● DESCRIPTION OF THE TASK
After finding the line containing "Artifact store client" below, please output that line and each following one through the line containing "for the store", exactly as written.

● ENTRIES PROVIDED
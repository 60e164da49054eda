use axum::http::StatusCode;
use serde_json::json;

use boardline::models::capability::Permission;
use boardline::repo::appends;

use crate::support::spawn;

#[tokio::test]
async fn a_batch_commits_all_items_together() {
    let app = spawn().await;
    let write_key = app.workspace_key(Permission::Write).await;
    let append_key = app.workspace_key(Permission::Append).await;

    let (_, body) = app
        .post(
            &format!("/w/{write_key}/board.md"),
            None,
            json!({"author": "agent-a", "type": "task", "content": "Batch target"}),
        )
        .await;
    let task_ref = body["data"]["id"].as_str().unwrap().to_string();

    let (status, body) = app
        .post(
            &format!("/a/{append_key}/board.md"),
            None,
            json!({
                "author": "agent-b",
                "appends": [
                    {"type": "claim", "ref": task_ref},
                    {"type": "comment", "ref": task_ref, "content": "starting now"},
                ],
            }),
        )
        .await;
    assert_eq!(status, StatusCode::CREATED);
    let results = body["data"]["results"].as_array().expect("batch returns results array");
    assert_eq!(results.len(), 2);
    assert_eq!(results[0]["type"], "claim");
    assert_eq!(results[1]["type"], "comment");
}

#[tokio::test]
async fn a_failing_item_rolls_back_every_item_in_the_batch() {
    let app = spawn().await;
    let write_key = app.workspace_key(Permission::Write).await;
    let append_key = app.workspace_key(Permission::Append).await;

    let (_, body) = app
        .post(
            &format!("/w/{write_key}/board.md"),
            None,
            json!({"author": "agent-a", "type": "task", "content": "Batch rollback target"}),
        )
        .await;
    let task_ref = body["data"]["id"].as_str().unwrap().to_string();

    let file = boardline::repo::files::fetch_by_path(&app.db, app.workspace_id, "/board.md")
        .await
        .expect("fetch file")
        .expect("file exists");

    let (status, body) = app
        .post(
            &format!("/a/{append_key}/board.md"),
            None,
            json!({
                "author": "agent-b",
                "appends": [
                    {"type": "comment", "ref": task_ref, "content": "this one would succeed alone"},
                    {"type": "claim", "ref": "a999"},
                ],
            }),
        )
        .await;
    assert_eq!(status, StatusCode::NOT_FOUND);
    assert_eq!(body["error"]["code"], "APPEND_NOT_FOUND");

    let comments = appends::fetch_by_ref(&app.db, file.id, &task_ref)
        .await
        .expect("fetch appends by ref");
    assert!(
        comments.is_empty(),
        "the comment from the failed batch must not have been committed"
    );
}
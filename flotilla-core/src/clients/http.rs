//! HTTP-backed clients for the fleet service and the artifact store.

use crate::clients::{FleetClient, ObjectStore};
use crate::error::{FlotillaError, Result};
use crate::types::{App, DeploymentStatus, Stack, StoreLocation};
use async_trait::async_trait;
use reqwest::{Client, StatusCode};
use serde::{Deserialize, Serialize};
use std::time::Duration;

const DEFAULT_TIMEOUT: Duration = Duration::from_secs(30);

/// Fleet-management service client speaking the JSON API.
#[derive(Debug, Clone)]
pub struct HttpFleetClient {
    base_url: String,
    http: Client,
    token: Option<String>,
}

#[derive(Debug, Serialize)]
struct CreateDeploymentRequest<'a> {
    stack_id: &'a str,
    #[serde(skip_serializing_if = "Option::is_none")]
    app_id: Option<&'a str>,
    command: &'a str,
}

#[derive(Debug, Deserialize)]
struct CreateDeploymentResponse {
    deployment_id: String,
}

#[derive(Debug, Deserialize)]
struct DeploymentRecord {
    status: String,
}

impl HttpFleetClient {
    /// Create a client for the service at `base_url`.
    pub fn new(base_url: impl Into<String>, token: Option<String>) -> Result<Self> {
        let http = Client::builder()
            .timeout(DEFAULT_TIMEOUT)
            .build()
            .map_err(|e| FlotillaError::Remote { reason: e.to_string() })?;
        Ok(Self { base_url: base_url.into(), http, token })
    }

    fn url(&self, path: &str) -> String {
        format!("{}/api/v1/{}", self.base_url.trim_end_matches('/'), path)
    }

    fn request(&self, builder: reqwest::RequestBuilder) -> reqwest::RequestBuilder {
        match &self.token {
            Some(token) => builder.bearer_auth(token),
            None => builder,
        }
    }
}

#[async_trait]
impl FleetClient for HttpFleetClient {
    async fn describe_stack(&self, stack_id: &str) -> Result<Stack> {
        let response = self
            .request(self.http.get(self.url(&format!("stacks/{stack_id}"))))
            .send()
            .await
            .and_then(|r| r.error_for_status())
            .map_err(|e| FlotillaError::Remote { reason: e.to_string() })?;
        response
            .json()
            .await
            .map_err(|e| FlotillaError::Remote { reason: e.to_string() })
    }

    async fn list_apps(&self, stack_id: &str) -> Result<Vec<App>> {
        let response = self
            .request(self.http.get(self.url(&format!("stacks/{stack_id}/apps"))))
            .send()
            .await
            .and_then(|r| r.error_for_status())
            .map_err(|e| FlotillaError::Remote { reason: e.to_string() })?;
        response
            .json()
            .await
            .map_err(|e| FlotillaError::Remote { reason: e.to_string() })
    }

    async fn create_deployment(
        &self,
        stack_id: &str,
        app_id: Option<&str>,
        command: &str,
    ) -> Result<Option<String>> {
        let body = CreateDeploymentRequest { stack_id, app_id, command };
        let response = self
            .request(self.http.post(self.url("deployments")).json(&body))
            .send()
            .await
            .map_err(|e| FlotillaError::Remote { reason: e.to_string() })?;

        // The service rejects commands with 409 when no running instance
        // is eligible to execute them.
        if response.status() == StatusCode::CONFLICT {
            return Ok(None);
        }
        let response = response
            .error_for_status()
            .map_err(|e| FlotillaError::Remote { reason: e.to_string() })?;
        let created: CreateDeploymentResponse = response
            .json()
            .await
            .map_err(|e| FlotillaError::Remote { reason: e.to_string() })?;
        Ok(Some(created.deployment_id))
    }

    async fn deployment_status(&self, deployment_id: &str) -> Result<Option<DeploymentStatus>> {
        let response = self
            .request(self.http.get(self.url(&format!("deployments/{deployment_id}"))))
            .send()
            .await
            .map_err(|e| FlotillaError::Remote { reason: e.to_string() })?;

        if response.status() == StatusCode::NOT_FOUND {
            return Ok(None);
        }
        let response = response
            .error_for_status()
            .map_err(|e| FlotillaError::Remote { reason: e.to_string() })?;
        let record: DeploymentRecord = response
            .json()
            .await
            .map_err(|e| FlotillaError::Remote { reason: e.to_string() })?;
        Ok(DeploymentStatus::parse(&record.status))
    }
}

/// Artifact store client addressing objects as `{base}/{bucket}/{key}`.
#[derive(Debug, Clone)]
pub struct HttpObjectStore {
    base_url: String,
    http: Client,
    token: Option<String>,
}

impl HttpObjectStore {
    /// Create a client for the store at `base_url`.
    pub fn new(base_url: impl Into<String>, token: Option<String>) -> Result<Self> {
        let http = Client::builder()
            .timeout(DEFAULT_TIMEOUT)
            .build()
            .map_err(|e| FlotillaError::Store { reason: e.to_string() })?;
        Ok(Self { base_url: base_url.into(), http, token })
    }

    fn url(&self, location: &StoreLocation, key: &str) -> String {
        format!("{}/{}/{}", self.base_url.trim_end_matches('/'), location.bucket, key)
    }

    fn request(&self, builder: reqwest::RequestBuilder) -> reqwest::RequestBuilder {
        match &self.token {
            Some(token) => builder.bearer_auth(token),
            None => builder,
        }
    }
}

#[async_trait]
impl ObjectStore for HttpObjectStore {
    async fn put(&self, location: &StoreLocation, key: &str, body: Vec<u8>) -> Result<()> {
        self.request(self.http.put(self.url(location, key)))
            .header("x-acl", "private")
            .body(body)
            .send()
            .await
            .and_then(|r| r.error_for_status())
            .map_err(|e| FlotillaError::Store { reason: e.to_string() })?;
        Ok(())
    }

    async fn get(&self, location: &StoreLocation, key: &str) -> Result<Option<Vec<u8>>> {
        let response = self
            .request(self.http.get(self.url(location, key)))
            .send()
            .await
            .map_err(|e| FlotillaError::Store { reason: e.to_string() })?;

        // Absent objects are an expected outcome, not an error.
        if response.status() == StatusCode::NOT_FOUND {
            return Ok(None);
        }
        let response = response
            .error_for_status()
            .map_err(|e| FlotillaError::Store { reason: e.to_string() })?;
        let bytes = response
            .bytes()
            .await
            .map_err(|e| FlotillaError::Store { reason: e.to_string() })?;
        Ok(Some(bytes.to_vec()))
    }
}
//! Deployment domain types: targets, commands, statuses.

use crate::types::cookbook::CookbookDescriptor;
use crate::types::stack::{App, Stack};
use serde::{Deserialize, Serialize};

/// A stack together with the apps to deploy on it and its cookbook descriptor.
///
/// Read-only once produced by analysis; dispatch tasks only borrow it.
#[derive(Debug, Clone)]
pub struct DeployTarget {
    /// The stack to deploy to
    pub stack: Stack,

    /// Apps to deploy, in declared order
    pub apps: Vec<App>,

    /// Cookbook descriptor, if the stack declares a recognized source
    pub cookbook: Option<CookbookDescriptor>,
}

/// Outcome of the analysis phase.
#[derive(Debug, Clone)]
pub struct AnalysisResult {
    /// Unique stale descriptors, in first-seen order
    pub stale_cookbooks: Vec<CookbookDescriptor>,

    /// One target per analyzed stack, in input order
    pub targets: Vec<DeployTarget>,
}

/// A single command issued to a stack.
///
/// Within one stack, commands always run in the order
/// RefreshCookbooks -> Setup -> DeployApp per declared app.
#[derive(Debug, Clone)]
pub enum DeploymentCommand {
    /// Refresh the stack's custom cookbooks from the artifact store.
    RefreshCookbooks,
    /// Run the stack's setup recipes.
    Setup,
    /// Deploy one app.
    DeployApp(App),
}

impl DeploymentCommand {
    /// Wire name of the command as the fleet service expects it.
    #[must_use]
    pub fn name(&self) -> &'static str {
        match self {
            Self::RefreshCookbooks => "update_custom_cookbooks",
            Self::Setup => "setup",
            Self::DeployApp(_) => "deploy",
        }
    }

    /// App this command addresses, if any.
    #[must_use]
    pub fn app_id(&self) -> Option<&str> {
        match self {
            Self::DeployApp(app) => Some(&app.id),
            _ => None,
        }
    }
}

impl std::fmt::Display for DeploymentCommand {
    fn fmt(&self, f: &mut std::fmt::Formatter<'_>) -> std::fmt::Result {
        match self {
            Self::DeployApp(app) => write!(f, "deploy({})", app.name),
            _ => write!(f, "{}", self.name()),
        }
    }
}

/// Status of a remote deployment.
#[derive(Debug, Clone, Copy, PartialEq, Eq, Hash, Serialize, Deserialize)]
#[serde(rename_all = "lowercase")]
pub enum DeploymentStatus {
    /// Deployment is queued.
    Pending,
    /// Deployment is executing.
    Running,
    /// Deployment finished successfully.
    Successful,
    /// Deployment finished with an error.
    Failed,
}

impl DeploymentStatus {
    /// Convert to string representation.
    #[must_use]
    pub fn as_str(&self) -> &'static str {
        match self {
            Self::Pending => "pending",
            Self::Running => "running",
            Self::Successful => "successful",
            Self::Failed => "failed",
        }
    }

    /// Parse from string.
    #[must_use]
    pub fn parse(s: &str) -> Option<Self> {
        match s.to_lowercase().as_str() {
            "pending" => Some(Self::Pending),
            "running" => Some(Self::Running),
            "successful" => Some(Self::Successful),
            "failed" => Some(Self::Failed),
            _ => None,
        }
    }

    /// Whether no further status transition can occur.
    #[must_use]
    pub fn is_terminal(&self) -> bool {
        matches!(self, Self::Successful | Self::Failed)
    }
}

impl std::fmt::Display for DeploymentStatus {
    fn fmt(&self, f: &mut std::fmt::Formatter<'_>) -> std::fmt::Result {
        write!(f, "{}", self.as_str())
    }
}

● TASK RESULT
/// Artifact store client addressing objects as `{base}/{bucket}/{key}`.
#[derive(Debug, Clone)]
pub struct HttpObjectStore {
    base_url: String,
    http: Client,
    token: Option<String>,
}

impl HttpObjectStore {
    /// Create a client for the store at `base_url`.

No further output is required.